Data excerpts:
--*--

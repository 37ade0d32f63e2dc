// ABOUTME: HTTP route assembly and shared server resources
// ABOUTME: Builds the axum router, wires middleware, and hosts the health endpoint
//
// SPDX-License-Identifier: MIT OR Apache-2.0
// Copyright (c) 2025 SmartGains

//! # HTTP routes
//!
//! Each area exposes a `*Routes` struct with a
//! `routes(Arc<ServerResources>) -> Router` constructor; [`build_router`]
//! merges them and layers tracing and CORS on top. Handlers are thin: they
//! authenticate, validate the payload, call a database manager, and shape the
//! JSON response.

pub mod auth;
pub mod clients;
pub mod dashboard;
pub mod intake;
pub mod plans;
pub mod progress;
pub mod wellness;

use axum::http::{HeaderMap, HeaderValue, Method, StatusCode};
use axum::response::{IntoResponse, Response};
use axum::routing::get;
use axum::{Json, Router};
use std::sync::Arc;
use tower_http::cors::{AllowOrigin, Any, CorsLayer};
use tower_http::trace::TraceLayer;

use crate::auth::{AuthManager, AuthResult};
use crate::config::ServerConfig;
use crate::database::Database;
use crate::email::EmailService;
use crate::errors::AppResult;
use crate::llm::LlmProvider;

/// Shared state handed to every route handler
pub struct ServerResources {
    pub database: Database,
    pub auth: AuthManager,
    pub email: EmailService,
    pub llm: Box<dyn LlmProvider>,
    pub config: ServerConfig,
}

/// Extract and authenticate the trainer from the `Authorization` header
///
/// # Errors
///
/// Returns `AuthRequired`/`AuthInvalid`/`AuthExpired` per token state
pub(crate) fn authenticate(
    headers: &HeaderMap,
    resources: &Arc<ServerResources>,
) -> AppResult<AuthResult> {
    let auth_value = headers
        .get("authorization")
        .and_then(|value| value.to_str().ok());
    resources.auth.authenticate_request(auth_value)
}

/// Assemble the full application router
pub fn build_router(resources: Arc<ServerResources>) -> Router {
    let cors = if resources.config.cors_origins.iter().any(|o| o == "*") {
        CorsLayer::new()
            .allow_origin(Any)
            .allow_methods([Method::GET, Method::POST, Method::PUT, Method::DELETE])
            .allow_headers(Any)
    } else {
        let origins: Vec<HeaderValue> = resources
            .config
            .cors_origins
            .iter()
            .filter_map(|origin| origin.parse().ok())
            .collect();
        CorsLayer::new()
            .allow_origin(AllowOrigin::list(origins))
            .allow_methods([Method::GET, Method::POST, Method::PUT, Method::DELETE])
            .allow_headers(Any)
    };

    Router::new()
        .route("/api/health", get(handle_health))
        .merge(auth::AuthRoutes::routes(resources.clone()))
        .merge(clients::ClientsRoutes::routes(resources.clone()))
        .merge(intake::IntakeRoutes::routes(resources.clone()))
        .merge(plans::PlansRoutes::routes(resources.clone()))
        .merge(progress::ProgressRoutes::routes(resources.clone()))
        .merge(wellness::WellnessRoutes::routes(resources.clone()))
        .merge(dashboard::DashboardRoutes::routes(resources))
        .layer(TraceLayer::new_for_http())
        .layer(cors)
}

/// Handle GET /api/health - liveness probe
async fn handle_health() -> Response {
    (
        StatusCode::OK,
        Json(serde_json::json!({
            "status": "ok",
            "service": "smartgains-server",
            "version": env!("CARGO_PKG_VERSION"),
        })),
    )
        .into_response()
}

--*--

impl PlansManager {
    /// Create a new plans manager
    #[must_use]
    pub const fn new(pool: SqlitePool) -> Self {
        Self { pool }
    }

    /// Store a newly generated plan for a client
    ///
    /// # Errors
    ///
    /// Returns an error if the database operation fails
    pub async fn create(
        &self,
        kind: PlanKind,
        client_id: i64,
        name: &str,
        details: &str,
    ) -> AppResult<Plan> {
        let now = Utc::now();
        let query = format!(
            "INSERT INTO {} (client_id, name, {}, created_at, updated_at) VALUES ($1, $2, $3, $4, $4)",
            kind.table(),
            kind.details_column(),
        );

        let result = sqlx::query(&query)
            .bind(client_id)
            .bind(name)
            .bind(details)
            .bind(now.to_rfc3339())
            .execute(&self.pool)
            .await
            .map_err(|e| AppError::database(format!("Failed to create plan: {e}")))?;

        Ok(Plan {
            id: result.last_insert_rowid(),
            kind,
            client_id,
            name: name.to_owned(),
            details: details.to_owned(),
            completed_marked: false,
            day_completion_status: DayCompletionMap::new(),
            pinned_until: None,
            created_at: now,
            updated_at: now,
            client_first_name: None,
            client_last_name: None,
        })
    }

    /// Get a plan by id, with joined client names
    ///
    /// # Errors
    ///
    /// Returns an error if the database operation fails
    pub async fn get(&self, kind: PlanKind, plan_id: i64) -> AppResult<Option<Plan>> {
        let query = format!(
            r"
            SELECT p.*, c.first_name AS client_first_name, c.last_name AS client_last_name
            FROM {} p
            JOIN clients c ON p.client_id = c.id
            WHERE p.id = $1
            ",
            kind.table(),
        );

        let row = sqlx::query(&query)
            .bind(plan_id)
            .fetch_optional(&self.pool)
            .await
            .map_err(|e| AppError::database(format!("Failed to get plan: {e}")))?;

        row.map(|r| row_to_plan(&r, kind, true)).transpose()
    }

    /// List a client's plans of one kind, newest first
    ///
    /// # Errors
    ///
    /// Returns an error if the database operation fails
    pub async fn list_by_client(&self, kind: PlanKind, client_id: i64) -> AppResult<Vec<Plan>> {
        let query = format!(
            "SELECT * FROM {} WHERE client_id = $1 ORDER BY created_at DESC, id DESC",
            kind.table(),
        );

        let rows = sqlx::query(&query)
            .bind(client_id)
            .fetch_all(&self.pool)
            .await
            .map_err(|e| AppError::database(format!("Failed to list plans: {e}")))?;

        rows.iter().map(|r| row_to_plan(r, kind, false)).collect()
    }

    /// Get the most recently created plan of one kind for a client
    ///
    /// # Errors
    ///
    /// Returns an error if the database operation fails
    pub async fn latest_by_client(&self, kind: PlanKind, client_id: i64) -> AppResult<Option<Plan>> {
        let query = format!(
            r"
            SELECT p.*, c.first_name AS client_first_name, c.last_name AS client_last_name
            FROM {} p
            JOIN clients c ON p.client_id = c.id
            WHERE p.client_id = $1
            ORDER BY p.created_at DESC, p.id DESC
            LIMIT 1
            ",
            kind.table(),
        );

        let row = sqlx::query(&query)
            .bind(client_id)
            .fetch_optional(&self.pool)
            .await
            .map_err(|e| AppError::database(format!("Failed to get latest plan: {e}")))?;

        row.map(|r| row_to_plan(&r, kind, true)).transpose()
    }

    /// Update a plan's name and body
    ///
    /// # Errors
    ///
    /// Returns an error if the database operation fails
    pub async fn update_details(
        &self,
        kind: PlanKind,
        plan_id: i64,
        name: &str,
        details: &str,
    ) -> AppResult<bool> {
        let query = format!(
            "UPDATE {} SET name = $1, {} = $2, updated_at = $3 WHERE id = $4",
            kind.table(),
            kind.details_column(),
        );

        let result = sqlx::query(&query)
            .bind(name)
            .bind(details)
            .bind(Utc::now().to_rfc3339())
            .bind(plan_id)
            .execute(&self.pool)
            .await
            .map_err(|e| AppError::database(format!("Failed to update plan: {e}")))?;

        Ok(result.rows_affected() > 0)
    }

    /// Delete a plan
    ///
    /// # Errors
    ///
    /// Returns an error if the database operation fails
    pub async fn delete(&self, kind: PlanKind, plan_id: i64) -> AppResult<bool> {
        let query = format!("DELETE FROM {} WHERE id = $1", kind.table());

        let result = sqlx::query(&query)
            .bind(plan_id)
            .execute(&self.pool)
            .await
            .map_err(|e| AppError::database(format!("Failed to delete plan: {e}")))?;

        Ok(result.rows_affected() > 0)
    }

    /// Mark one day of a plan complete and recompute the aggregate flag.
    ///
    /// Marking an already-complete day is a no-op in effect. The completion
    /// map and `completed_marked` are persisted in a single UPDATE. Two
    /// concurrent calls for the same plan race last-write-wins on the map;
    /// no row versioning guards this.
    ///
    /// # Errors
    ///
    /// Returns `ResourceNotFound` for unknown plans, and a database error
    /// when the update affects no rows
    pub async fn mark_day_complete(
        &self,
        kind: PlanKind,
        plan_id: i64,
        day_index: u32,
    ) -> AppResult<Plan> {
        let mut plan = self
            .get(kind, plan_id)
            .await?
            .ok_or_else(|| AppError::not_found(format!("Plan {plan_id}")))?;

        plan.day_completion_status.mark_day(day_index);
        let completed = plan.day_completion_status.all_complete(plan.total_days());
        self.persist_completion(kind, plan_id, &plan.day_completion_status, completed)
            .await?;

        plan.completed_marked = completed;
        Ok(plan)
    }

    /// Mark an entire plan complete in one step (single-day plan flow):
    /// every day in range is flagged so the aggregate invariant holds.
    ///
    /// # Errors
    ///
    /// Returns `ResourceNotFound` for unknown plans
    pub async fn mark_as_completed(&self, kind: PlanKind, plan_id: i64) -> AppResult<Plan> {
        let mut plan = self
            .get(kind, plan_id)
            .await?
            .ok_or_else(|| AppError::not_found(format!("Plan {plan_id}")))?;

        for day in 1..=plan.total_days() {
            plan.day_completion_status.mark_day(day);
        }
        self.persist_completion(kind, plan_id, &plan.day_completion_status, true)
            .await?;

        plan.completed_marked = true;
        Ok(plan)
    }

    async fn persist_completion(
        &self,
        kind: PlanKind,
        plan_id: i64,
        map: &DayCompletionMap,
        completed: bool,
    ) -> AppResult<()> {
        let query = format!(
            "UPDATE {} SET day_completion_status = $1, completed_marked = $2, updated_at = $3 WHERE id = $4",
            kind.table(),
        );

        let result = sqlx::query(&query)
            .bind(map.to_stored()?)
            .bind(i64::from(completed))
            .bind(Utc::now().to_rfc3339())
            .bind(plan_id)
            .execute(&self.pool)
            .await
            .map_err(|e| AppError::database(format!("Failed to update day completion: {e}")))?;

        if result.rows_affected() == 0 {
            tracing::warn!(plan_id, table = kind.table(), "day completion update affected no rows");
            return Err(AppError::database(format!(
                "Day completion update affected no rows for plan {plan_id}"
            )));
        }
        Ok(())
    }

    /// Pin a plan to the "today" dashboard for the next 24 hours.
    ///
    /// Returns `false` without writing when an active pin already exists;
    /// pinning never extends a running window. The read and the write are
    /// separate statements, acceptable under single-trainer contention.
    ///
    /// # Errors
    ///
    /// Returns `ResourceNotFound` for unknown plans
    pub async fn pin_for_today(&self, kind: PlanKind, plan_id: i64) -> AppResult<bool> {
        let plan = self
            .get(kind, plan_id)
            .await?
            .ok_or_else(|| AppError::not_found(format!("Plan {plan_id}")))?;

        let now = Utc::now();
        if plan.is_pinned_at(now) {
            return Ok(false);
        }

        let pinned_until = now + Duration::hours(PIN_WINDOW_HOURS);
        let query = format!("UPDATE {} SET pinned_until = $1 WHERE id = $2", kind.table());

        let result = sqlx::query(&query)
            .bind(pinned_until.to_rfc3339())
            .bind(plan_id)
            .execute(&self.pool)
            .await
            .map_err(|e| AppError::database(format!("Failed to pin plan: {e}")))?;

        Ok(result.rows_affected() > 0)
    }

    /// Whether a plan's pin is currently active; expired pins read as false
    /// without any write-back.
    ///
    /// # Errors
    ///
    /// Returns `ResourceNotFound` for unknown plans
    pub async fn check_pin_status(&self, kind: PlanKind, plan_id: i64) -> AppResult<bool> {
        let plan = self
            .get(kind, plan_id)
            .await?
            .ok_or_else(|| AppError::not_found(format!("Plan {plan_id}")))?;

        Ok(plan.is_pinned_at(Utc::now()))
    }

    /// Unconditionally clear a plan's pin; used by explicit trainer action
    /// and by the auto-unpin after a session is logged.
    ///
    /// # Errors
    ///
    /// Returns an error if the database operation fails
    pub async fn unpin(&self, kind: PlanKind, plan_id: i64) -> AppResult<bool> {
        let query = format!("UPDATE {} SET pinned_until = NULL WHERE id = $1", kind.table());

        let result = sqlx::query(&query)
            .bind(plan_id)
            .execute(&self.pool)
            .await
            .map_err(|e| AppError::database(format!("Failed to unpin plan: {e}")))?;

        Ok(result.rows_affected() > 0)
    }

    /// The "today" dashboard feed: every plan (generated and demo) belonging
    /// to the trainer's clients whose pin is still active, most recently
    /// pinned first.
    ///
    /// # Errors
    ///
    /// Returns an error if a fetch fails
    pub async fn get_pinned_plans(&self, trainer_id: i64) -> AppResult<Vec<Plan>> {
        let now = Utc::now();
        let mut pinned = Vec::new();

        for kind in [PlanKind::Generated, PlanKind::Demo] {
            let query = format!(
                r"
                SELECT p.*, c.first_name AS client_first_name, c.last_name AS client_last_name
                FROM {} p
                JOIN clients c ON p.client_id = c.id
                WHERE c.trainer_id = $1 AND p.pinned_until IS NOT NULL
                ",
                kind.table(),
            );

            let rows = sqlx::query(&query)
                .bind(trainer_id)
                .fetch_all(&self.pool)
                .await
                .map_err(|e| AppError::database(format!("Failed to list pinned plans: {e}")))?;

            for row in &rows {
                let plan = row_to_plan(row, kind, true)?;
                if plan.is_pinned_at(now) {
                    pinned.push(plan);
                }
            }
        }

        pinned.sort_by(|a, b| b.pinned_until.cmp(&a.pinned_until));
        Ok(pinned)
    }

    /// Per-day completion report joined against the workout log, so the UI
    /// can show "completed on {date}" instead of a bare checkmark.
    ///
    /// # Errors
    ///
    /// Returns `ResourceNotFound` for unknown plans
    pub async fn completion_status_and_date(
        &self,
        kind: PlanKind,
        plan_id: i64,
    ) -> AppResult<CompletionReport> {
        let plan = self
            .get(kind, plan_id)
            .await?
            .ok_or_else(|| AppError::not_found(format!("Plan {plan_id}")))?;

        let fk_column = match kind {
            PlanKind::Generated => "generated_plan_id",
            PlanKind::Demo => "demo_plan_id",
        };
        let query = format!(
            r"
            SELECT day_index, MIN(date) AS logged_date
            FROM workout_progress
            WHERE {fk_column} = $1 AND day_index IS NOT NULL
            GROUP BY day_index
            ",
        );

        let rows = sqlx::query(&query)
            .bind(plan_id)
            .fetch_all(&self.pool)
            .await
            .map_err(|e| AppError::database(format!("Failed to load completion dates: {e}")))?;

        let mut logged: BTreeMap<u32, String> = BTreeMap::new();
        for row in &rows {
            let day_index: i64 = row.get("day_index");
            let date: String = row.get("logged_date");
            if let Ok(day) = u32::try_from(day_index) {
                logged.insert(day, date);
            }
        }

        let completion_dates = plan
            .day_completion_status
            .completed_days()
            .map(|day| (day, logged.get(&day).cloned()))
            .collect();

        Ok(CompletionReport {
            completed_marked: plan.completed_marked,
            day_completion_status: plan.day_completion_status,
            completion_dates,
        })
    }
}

--*--

Task objective
Nothing should appear in the answer except the lines above from the line with "repository 37ade0d32f63e2dc" through the line with "pub mod intake;", both included, written out exactly.

Solution to the problem
repository 37ade0d32f63e2dc
// ABOUTME: HTTP route assembly and shared server resources
// ABOUTME: Builds the axum router, wires middleware, and hosts the health endpoint
//
// SPDX-License-Identifier: MIT OR Apache-2.0
// Copyright (c) 2025 SmartGains

//! # HTTP routes
//!
//! Each area exposes a `*Routes` struct with a
//! `routes(Arc<ServerResources>) -> Router` constructor; [`build_router`]
//! merges them and layers tracing and CORS on top. Handlers are thin: they
//! authenticate, validate the payload, call a database manager, and shape the
//! JSON response.

pub mod auth;
pub mod clients;
pub mod dashboard;
pub mod intake;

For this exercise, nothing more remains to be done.